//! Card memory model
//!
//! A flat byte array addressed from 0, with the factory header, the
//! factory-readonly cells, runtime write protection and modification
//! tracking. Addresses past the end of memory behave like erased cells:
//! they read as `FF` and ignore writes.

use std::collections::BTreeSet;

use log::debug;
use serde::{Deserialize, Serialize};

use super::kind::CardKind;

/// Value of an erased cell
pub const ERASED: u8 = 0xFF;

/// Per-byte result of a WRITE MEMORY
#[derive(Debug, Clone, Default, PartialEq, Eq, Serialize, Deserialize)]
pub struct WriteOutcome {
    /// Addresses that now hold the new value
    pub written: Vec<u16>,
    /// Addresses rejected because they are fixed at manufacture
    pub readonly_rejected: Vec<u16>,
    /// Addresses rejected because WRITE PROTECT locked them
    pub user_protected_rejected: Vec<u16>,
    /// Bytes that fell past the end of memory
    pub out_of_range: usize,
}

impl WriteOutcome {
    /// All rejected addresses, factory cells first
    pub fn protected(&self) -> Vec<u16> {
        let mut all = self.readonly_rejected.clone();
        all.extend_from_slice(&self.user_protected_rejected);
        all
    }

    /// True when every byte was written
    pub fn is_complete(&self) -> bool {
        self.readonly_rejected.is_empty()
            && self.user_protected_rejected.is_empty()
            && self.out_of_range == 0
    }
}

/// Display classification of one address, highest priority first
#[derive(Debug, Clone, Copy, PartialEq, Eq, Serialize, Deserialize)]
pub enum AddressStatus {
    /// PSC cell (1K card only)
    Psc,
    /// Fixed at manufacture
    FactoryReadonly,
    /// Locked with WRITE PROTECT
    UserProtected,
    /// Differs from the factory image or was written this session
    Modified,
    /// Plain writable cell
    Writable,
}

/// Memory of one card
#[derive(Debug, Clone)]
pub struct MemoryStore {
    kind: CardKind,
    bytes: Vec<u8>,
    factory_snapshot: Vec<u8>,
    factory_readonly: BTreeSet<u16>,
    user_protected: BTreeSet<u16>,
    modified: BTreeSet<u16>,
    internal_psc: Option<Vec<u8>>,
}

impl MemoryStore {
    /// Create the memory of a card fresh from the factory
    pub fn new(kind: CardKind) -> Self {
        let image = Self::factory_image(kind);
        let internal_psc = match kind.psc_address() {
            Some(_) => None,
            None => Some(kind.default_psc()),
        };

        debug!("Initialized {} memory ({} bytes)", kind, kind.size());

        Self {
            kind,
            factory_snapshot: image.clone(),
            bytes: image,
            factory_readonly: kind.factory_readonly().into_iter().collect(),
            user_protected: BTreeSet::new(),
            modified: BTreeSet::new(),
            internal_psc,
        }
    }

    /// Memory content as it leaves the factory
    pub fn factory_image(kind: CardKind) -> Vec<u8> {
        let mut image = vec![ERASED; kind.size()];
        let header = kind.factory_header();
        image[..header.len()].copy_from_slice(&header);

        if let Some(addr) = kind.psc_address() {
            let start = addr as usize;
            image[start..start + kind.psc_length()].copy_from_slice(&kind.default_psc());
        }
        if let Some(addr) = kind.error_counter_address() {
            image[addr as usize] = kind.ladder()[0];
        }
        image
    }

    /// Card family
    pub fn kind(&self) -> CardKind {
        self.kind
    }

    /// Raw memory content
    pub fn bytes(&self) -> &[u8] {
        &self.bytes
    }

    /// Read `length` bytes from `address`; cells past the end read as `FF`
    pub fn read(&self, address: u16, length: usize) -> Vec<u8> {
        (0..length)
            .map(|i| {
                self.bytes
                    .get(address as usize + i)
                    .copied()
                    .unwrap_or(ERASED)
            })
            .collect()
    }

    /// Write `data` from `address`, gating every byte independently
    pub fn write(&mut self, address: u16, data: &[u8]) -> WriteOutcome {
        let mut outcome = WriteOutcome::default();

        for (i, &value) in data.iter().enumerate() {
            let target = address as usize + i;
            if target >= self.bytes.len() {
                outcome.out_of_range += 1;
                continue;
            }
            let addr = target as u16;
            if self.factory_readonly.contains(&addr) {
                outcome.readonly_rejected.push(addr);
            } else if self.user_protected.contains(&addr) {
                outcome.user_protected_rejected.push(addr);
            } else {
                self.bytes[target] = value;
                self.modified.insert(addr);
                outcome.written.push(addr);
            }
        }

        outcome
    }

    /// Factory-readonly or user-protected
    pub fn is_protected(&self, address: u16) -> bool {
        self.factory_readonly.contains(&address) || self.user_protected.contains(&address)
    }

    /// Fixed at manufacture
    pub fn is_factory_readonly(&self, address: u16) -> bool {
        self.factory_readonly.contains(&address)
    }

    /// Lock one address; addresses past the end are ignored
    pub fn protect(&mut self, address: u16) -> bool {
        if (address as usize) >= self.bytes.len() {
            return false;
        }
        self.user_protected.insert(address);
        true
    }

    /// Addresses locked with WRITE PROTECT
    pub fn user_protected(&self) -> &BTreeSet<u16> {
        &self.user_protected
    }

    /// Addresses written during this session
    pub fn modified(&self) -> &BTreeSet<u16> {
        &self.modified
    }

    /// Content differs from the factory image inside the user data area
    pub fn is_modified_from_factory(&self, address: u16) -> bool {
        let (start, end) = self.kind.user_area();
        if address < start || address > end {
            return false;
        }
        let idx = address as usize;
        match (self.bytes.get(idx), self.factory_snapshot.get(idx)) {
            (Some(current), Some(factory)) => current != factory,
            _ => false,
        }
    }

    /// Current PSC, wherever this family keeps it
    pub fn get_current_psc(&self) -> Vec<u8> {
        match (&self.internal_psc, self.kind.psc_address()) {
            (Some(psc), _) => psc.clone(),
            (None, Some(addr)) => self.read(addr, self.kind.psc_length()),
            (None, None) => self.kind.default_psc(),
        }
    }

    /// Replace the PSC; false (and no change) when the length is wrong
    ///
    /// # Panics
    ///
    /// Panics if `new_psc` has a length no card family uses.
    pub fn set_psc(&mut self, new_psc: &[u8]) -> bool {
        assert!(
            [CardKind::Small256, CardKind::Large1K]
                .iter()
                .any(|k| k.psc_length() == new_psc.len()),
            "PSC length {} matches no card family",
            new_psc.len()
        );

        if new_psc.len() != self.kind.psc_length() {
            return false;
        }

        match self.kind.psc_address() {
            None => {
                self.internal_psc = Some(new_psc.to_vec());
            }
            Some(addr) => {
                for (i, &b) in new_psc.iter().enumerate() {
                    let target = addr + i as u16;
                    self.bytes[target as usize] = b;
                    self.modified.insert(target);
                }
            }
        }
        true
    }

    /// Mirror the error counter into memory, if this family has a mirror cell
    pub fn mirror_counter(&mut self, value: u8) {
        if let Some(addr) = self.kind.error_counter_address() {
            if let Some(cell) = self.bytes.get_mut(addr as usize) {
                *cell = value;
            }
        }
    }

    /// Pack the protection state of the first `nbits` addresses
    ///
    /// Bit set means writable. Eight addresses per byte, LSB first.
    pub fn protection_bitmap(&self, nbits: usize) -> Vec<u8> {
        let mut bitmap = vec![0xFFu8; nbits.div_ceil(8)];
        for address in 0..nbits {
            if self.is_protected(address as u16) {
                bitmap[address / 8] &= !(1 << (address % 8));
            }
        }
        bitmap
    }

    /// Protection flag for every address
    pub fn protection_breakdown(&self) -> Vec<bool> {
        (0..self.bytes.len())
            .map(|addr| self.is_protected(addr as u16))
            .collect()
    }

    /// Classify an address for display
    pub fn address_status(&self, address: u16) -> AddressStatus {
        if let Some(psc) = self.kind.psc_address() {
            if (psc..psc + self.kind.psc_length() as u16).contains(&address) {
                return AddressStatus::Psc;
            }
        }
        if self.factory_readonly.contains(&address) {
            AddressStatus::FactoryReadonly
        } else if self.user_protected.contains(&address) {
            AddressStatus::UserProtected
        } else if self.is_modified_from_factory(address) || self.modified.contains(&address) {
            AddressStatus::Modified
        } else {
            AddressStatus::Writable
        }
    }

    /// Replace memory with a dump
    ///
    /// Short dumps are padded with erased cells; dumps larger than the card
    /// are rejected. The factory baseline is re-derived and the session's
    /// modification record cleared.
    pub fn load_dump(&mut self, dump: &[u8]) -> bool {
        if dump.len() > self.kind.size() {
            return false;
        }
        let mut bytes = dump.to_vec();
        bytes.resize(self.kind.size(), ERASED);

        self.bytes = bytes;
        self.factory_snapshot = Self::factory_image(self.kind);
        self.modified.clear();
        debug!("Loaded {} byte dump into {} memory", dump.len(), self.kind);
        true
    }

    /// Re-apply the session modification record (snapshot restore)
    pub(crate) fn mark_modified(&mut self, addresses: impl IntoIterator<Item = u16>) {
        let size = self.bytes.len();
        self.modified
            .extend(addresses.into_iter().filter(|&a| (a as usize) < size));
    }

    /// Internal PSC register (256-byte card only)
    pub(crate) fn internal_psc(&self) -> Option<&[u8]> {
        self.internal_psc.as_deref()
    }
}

...

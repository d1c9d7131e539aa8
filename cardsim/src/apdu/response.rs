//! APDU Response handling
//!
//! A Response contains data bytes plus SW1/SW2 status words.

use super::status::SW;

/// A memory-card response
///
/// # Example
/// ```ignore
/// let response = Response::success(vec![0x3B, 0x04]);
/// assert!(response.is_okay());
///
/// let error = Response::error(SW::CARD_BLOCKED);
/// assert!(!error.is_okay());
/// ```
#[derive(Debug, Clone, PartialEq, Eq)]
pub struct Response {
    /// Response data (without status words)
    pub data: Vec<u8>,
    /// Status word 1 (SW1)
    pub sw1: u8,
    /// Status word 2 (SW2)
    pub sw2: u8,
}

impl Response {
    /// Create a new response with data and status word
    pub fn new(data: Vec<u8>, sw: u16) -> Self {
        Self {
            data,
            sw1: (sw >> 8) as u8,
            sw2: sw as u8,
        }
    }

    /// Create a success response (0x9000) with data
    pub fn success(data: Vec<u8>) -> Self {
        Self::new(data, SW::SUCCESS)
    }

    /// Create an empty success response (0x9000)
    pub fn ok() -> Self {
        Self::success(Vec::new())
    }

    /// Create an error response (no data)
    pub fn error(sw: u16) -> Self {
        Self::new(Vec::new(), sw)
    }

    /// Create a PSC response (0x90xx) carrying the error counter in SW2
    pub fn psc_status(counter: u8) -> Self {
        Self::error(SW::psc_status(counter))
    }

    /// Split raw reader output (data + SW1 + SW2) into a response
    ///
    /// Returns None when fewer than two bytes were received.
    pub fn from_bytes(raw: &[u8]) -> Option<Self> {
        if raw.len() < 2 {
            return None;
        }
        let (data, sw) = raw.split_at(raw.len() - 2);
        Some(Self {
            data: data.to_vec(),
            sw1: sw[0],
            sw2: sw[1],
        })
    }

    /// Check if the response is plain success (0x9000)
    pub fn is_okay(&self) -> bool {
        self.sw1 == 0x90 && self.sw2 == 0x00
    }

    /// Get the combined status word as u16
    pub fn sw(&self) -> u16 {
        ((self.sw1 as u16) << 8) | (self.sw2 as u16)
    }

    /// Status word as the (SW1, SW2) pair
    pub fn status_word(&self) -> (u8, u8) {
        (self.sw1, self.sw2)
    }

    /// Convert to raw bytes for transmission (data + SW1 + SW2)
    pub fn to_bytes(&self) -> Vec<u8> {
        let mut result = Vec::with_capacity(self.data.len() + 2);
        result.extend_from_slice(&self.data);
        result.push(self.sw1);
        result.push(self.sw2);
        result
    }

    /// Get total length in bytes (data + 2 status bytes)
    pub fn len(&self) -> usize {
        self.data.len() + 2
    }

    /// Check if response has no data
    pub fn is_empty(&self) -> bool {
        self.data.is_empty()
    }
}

---

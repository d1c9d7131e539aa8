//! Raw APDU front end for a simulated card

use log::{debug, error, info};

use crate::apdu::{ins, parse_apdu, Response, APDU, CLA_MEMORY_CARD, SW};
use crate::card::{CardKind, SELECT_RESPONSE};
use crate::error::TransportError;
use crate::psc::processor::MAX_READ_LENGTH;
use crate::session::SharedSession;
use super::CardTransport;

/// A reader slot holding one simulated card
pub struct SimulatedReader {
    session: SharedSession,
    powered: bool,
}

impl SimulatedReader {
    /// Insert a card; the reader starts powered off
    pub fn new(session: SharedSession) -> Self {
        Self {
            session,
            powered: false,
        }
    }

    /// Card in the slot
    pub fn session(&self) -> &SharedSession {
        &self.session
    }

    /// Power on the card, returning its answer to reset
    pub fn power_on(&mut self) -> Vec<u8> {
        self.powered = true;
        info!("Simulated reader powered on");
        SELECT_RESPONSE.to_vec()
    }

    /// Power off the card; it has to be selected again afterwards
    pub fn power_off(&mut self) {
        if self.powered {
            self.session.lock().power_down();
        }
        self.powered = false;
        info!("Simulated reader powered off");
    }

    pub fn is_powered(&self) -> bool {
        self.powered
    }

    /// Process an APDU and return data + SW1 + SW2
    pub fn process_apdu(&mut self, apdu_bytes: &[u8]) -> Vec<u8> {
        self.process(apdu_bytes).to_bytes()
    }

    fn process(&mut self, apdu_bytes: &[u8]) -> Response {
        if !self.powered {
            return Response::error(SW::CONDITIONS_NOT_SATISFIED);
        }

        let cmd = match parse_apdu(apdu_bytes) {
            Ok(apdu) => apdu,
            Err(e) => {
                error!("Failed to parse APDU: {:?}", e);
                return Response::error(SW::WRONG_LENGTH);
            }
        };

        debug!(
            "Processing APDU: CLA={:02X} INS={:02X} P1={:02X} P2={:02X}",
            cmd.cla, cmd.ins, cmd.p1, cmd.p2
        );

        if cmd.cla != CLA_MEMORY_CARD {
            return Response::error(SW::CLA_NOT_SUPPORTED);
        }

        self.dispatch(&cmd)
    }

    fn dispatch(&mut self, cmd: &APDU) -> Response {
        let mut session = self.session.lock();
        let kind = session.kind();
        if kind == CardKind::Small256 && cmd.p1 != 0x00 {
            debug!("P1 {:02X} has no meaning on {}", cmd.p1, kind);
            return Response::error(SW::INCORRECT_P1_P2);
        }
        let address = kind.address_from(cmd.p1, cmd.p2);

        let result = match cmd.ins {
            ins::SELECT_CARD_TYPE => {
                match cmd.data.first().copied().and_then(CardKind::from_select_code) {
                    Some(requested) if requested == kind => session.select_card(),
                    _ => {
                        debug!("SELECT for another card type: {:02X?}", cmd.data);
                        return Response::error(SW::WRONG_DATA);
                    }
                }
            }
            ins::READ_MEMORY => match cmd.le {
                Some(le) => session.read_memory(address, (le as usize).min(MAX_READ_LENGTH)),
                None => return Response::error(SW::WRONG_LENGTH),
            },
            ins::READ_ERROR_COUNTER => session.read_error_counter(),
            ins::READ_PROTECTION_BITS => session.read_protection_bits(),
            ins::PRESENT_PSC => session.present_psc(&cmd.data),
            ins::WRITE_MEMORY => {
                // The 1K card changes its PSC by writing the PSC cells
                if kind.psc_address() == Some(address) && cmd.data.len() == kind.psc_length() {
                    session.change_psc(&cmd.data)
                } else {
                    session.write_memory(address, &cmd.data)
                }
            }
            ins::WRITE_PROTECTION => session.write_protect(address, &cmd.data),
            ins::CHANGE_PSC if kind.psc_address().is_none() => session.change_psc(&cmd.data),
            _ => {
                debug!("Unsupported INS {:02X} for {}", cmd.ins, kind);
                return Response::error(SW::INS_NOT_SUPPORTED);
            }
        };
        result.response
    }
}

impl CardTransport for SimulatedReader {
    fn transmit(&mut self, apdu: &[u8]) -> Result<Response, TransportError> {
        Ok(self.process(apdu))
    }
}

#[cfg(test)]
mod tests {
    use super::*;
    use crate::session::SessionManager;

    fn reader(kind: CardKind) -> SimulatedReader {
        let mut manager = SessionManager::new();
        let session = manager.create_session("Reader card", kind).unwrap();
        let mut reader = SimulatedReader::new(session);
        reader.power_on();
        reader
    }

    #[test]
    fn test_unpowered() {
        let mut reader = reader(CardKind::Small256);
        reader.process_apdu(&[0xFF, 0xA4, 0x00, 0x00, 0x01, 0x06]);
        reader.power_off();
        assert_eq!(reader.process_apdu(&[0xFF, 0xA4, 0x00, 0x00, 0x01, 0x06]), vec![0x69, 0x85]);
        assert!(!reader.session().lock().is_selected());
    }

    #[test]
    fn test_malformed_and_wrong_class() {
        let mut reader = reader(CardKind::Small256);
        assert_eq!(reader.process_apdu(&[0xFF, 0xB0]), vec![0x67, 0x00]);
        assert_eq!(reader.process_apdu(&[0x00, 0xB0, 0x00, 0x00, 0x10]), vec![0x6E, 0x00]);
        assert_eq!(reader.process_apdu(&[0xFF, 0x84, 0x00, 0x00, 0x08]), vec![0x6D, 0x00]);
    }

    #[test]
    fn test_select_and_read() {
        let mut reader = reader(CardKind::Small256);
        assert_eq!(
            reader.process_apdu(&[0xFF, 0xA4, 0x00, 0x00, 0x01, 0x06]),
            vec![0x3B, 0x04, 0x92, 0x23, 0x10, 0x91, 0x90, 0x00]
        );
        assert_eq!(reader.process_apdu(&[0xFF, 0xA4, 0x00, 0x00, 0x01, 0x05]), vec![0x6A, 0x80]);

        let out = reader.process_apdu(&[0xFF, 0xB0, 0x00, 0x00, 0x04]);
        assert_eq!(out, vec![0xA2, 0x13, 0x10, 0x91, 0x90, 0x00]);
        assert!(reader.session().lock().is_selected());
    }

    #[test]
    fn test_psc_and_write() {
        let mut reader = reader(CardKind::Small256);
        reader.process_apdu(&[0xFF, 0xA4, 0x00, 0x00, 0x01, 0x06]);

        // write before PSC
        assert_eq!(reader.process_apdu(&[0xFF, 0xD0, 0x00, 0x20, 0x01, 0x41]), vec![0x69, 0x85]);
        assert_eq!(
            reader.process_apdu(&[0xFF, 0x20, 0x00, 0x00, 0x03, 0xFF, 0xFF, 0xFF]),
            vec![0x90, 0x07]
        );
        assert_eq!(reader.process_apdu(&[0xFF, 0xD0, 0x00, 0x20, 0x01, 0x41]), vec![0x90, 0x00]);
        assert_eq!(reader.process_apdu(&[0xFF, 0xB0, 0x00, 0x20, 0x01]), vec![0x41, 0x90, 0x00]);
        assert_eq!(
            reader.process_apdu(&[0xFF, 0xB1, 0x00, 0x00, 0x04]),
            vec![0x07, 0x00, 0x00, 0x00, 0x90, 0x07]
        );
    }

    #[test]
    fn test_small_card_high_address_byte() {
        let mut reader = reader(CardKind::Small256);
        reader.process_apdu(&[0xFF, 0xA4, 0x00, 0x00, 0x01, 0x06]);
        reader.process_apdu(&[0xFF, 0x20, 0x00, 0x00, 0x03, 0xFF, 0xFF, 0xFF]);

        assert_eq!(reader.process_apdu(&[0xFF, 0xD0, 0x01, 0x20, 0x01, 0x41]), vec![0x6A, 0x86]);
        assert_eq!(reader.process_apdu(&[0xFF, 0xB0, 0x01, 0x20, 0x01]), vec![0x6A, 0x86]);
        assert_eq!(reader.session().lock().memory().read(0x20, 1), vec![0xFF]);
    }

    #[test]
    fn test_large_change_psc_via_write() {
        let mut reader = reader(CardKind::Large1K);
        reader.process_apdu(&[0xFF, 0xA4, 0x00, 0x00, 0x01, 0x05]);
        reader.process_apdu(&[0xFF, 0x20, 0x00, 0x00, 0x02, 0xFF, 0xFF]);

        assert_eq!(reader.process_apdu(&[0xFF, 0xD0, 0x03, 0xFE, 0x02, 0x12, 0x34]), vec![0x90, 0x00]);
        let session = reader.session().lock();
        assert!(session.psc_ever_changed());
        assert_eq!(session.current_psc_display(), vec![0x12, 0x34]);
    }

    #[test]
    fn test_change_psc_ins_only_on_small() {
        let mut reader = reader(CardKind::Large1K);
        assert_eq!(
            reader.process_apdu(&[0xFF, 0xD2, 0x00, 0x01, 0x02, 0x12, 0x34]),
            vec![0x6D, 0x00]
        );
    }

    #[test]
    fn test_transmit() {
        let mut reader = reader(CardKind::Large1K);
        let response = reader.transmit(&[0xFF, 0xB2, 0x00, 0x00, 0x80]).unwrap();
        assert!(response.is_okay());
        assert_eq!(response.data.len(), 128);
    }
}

Work instructions » Your answer should consist solely of the lines above from the line with "return Response::error(SW::CLA_NOT_SUPPORTED);" to the line with "return Response::error(SW::INCORRECT_P1_P2);", both included, reproduced exactly.

Written solution »
            return Response::error(SW::CLA_NOT_SUPPORTED);
        }

        self.dispatch(&cmd)
    }

    fn dispatch(&mut self, cmd: &APDU) -> Response {
        let mut session = self.session.lock();
        let kind = session.kind();
        if kind == CardKind::Small256 && cmd.p1 != 0x00 {
            debug!("P1 {:02X} has no meaning on {}", cmd.p1, kind);
            return Response::error(SW::INCORRECT_P1_P2);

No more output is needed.